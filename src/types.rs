//! Core data types for the contour tracer's public surface.

use glam::DVec2;

/// Scalar field sample type. The tracer only ever compares and interpolates
/// these; it never needs anything fancier than `f64` arithmetic.
pub type Scalar = f64;

/// A traced vertex in mesh coordinates.
pub type Point = DVec2;

/// Which of the two active levels a curve/segment is associated with.
/// `Lower` mirrors `Z_VALUE == 0` (below `z0`), `Upper` mirrors
/// `Z_VALUE == 2` (above `z1`). There is no middle variant: a level can
/// only be the lower or the upper bound of the filled strip, never the
/// interior class.
#[derive(Clone, Copy, Debug, PartialEq, Eq)]
pub enum LevelSide {
  Lower,
  Upper,
}

impl LevelSide {
  #[inline]
  pub(crate) fn as_class(self) -> u16 {
    match self {
      LevelSide::Lower => 0,
      LevelSide::Upper => 2,
    }
  }

  #[inline]
  pub(crate) fn from_class(class: u16) -> Self {
    if class == 0 {
      LevelSide::Lower
    } else {
      LevelSide::Upper
    }
  }
}

/// The levels a trace operates at: a single iso-level (line mode) or a pair
/// of levels bounding a filled strip (filled mode), `z0 < z1`.
#[derive(Clone, Copy, Debug, PartialEq)]
pub enum Levels {
  Line(Scalar),
  Filled(Scalar, Scalar),
}

impl Levels {
  #[inline]
  pub(crate) fn z0(self) -> Scalar {
    match self {
      Levels::Line(z) => z,
      Levels::Filled(z0, _) => z0,
    }
  }

  #[inline]
  pub(crate) fn z1(self) -> Scalar {
    match self {
      Levels::Line(z) => z,
      Levels::Filled(_, z1) => z1,
    }
  }

  #[inline]
  pub(crate) fn is_filled(self) -> bool {
    matches!(self, Levels::Filled(..))
  }
}

/// Output path-code convention, compatible with the host's path-rendering
/// convention (spec.md §6).
#[derive(Clone, Copy, Debug, PartialEq, Eq)]
#[repr(u8)]
pub enum PathCode {
  MoveTo = 1,
  LineTo = 2,
  ClosePoly = 79,
}

/// Per-point kind, assigned during pass 2 emission and consumed by reorder
/// (spec.md §4.6). The `start_of_slit` flag is the `+16` sentinel from the
/// spec, carried here as an explicit field rather than an arithmetic offset.
#[derive(Clone, Copy, Debug, PartialEq, Eq)]
pub enum PointKind {
  /// An ordinary zone crossing (`ChunkZone`, tag 101).
  ChunkZone,
  /// A boundary corner emitted by the edge-walker (`EdgeCorner`, tag 102).
  EdgeCorner,
  /// A boundary-cut interpolation for a curve that started on a non-between
  /// boundary point (`EdgeCut2`, tag 103).
  EdgeCut2,
  /// A point on a slit up-stroke (`SlitUp`, tag 104).
  SlitUp,
  /// A point on a slit down-stroke (`SlitDown`, tag 105).
  SlitDown,
}

impl PointKind {
  /// Canonical numeric tag, matching spec.md §4.6.
  pub fn tag(self) -> u16 {
    match self {
      PointKind::ChunkZone => 101,
      PointKind::EdgeCorner => 102,
      PointKind::EdgeCut2 => 103,
      PointKind::SlitUp => 104,
      PointKind::SlitDown => 105,
    }
  }
}

/// One emitted point plus its kind and slit-start flag, as produced by pass 2
/// before reorder groups them into polygon parts.
#[derive(Clone, Copy, Debug)]
pub struct RawPoint {
  pub point: Point,
  pub kind: PointKind,
  /// The `+16` sentinel: true when this point starts a slit segment inside
  /// its part (spec.md §4.6, "Kind-code offset").
  pub start_of_slit: bool,
}

/// Output layout selector for the outer binding (spec.md §6). The reorder
/// step in §4.6 always produces the `*Code` representation internally;
/// the `*Offset` variant is a reshaping of the same data.
#[derive(Clone, Copy, Debug, PartialEq, Eq)]
pub enum LineType {
  /// One `(points, codes)` pair per subpath, each returned separately.
  Separate = 101,
  /// Same as `Separate`; kept distinct for host API parity.
  SeparateCode = 102,
  /// All subpaths of a part concatenated into one `(points, codes)` pair.
  ChunkCombinedCode = 103,
  /// All subpaths of a part concatenated into one points array, with a
  /// separate offsets array marking subpath starts instead of codes.
  ChunkCombinedOffset = 104,
}

/// A single ordered subpath: points plus path codes of equal length.
#[derive(Clone, Debug, Default)]
pub struct Subpath {
  pub points: Vec<Point>,
  pub codes: Vec<PathCode>,
}

/// One output part (one contiguous curve from pass 2), reorganized by
/// `reorder` into one or more subpaths (spec.md §4.6).
#[derive(Clone, Debug, Default)]
pub struct Part {
  pub subpaths: Vec<Subpath>,
}

impl Part {
  /// Concatenate this part's subpaths into one `(points, codes)` pair,
  /// as required by `LineType::ChunkCombinedCode`.
  pub fn combined_code(&self) -> (Vec<Point>, Vec<PathCode>) {
    let mut points = Vec::new();
    let mut codes = Vec::new();
    for sub in &self.subpaths {
      points.extend_from_slice(&sub.points);
      codes.extend_from_slice(&sub.codes);
    }
    (points, codes)
  }

  /// Concatenate this part's subpaths into one points array plus an offsets
  /// array (one entry per subpath start, plus a trailing total), as required
  /// by `LineType::ChunkCombinedOffset`.
  pub fn combined_offset(&self) -> (Vec<Point>, Vec<usize>) {
    let mut points = Vec::new();
    let mut offsets = Vec::with_capacity(self.subpaths.len() + 1);
    offsets.push(0);
    for sub in &self.subpaths {
      points.extend_from_slice(&sub.points);
      offsets.push(points.len());
    }
    (points, offsets)
  }
}

/// Final result of a trace: one `Part` per top-level curve, plus (optionally)
/// the raw pre-reorder points for diagnostics (spec.md §10.7 `all_kinds`).
#[derive(Clone, Debug, Default)]
pub struct TraceOutput {
  pub parts: Vec<Part>,
  pub raw: Option<Vec<RawPoint>>,
}

/// Configuration for a trace, analogous to the teacher's `MeshConfig`
/// builder. Chunk sizes are raw user input here; `Session::new` normalizes
/// them per spec.md §3/§4.1 (<=0 or >= dimension-1 becomes dimension-1).
#[derive(Clone, Copy, Debug)]
pub struct TraceConfig {
  pub i_chunk_size: i64,
  pub j_chunk_size: i64,
  /// Which output layout the caller intends to read back. `Part` always
  /// carries code-form subpaths; this only documents which of
  /// `Part::subpaths`, [`Part::combined_code`], or [`Part::combined_offset`]
  /// the caller should pull from (spec.md §6).
  pub line_type: LineType,
  /// Keep the pre-reorder flat `(point, kind)` stream alongside the final
  /// polygons, for diagnostics and testing (spec.md §10.7).
  pub all_kinds: bool,
}

impl Default for TraceConfig {
  fn default() -> Self {
    Self {
      i_chunk_size: 0,
      j_chunk_size: 0,
      line_type: LineType::SeparateCode,
      all_kinds: false,
    }
  }
}

impl TraceConfig {
  pub fn new() -> Self {
    Self::default()
  }

  pub fn with_chunk_size(mut self, i_chunk_size: i64, j_chunk_size: i64) -> Self {
    self.i_chunk_size = i_chunk_size;
    self.j_chunk_size = j_chunk_size;
    self
  }

  pub fn with_line_type(mut self, line_type: LineType) -> Self {
    self.line_type = line_type;
    self
  }

  pub fn with_all_kinds(mut self, all_kinds: bool) -> Self {
    self.all_kinds = all_kinds;
    self
  }
}

#[cfg(test)]
#[path = "types_test.rs"]
mod types_test;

_ _ _ _

WHAT IS REQUIRED – Everything in the listing above should be repeated exactly.

ANSWER TO THIS EXERCISE –
filename src/types.rs
//! Core data types for the contour tracer's public surface.

use glam::DVec2;

/// Scalar field sample type. The tracer only ever compares and interpolates
/// these; it never needs anything fancier than `f64` arithmetic.
pub type Scalar = f64;

/// A traced vertex in mesh coordinates.
pub type Point = DVec2;

/// Which of the two active levels a curve/segment is associated with.
/// `Lower` mirrors `Z_VALUE == 0` (below `z0`), `Upper` mirrors
/// `Z_VALUE == 2` (above `z1`). There is no middle variant: a level can
/// only be the lower or the upper bound of the filled strip, never the
/// interior class.
#[derive(Clone, Copy, Debug, PartialEq, Eq)]
pub enum LevelSide {
  Lower,
  Upper,
}

impl LevelSide {
  #[inline]
  pub(crate) fn as_class(self) -> u16 {
    match self {
      LevelSide::Lower => 0,
      LevelSide::Upper => 2,
    }
  }

  #[inline]
  pub(crate) fn from_class(class: u16) -> Self {
    if class == 0 {
      LevelSide::Lower
    } else {
      LevelSide::Upper
    }
  }
}

/// The levels a trace operates at: a single iso-level (line mode) or a pair
/// of levels bounding a filled strip (filled mode), `z0 < z1`.
#[derive(Clone, Copy, Debug, PartialEq)]
pub enum Levels {
  Line(Scalar),
  Filled(Scalar, Scalar),
}

impl Levels {
  #[inline]
  pub(crate) fn z0(self) -> Scalar {
    match self {
      Levels::Line(z) => z,
      Levels::Filled(z0, _) => z0,
    }
  }

  #[inline]
  pub(crate) fn z1(self) -> Scalar {
    match self {
      Levels::Line(z) => z,
      Levels::Filled(_, z1) => z1,
    }
  }

  #[inline]
  pub(crate) fn is_filled(self) -> bool {
    matches!(self, Levels::Filled(..))
  }
}

/// Output path-code convention, compatible with the host's path-rendering
/// convention (spec.md §6).
#[derive(Clone, Copy, Debug, PartialEq, Eq)]
#[repr(u8)]
pub enum PathCode {
  MoveTo = 1,
  LineTo = 2,
  ClosePoly = 79,
}

/// Per-point kind, assigned during pass 2 emission and consumed by reorder
/// (spec.md §4.6). The `start_of_slit` flag is the `+16` sentinel from the
/// spec, carried here as an explicit field rather than an arithmetic offset.
#[derive(Clone, Copy, Debug, PartialEq, Eq)]
pub enum PointKind {
  /// An ordinary zone crossing (`ChunkZone`, tag 101).
  ChunkZone,
  /// A boundary corner emitted by the edge-walker (`EdgeCorner`, tag 102).
  EdgeCorner,
  /// A boundary-cut interpolation for a curve that started on a non-between
  /// boundary point (`EdgeCut2`, tag 103).
  EdgeCut2,
  /// A point on a slit up-stroke (`SlitUp`, tag 104).
  SlitUp,
  /// A point on a slit down-stroke (`SlitDown`, tag 105).
  SlitDown,
}

impl PointKind {
  /// Canonical numeric tag, matching spec.md §4.6.
  pub fn tag(self) -> u16 {
    match self {
      PointKind::ChunkZone => 101,
      PointKind::EdgeCorner => 102,
      PointKind::EdgeCut2 => 103,
      PointKind::SlitUp => 104,
      PointKind::SlitDown => 105,
    }
  }
}

/// One emitted point plus its kind and slit-start flag, as produced by pass 2
/// before reorder groups them into polygon parts.
#[derive(Clone, Copy, Debug)]
pub struct RawPoint {
  pub point: Point,
  pub kind: PointKind,
  /// The `+16` sentinel: true when this point starts a slit segment inside
  /// its part (spec.md §4.6, "Kind-code offset").
  pub start_of_slit: bool,
}

/// Output layout selector for the outer binding (spec.md §6). The reorder
/// step in §4.6 always produces the `*Code` representation internally;
/// the `*Offset` variant is a reshaping of the same data.
#[derive(Clone, Copy, Debug, PartialEq, Eq)]
pub enum LineType {
  /// One `(points, codes)` pair per subpath, each returned separately.
  Separate = 101,
  /// Same as `Separate`; kept distinct for host API parity.
  SeparateCode = 102,
  /// All subpaths of a part concatenated into one `(points, codes)` pair.
  ChunkCombinedCode = 103,
  /// All subpaths of a part concatenated into one points array, with a
  /// separate offsets array marking subpath starts instead of codes.
  ChunkCombinedOffset = 104,
}

/// A single ordered subpath: points plus path codes of equal length.
#[derive(Clone, Debug, Default)]
pub struct Subpath {
  pub points: Vec<Point>,
  pub codes: Vec<PathCode>,
}

/// One output part (one contiguous curve from pass 2), reorganized by
/// `reorder` into one or more subpaths (spec.md §4.6).
#[derive(Clone, Debug, Default)]
pub struct Part {
  pub subpaths: Vec<Subpath>,
}

impl Part {
  /// Concatenate this part's subpaths into one `(points, codes)` pair,
  /// as required by `LineType::ChunkCombinedCode`.
  pub fn combined_code(&self) -> (Vec<Point>, Vec<PathCode>) {
    let mut points = Vec::new();
    let mut codes = Vec::new();
    for sub in &self.subpaths {
      points.extend_from_slice(&sub.points);
      codes.extend_from_slice(&sub.codes);
    }
    (points, codes)
  }

  /// Concatenate this part's subpaths into one points array plus an offsets
  /// array (one entry per subpath start, plus a trailing total), as required
  /// by `LineType::ChunkCombinedOffset`.
  pub fn combined_offset(&self) -> (Vec<Point>, Vec<usize>) {
    let mut points = Vec::new();
    let mut offsets = Vec::with_capacity(self.subpaths.len() + 1);
    offsets.push(0);
    for sub in &self.subpaths {
      points.extend_from_slice(&sub.points);
      offsets.push(points.len());
    }
    (points, offsets)
  }
}

/// Final result of a trace: one `Part` per top-level curve, plus (optionally)
/// the raw pre-reorder points for diagnostics (spec.md §10.7 `all_kinds`).
#[derive(Clone, Debug, Default)]
pub struct TraceOutput {
  pub parts: Vec<Part>,
  pub raw: Option<Vec<RawPoint>>,
}

/// Configuration for a trace, analogous to the teacher's `MeshConfig`
/// builder. Chunk sizes are raw user input here; `Session::new` normalizes
/// them per spec.md §3/§4.1 (<=0 or >= dimension-1 becomes dimension-1).
#[derive(Clone, Copy, Debug)]
pub struct TraceConfig {
  pub i_chunk_size: i64,
  pub j_chunk_size: i64,
  /// Which output layout the caller intends to read back. `Part` always
  /// carries code-form subpaths; this only documents which of
  /// `Part::subpaths`, [`Part::combined_code`], or [`Part::combined_offset`]
  /// the caller should pull from (spec.md §6).
  pub line_type: LineType,
  /// Keep the pre-reorder flat `(point, kind)` stream alongside the final
  /// polygons, for diagnostics and testing (spec.md §10.7).
  pub all_kinds: bool,
}

impl Default for TraceConfig {
  fn default() -> Self {
    Self {
      i_chunk_size: 0,
      j_chunk_size: 0,
      line_type: LineType::SeparateCode,
      all_kinds: false,
    }
  }
}

impl TraceConfig {
  pub fn new() -> Self {
    Self::default()
  }

  pub fn with_chunk_size(mut self, i_chunk_size: i64, j_chunk_size: i64) -> Self {
    self.i_chunk_size = i_chunk_size;
    self.j_chunk_size = j_chunk_size;
    self
  }

  pub fn with_line_type(mut self, line_type: LineType) -> Self {
    self.line_type = line_type;
    self
  }

  pub fn with_all_kinds(mut self, all_kinds: bool) -> Self {
    self.all_kinds = all_kinds;
    self
  }
}

#[cfg(test)]
#[path = "types_test.rs"]
mod types_test;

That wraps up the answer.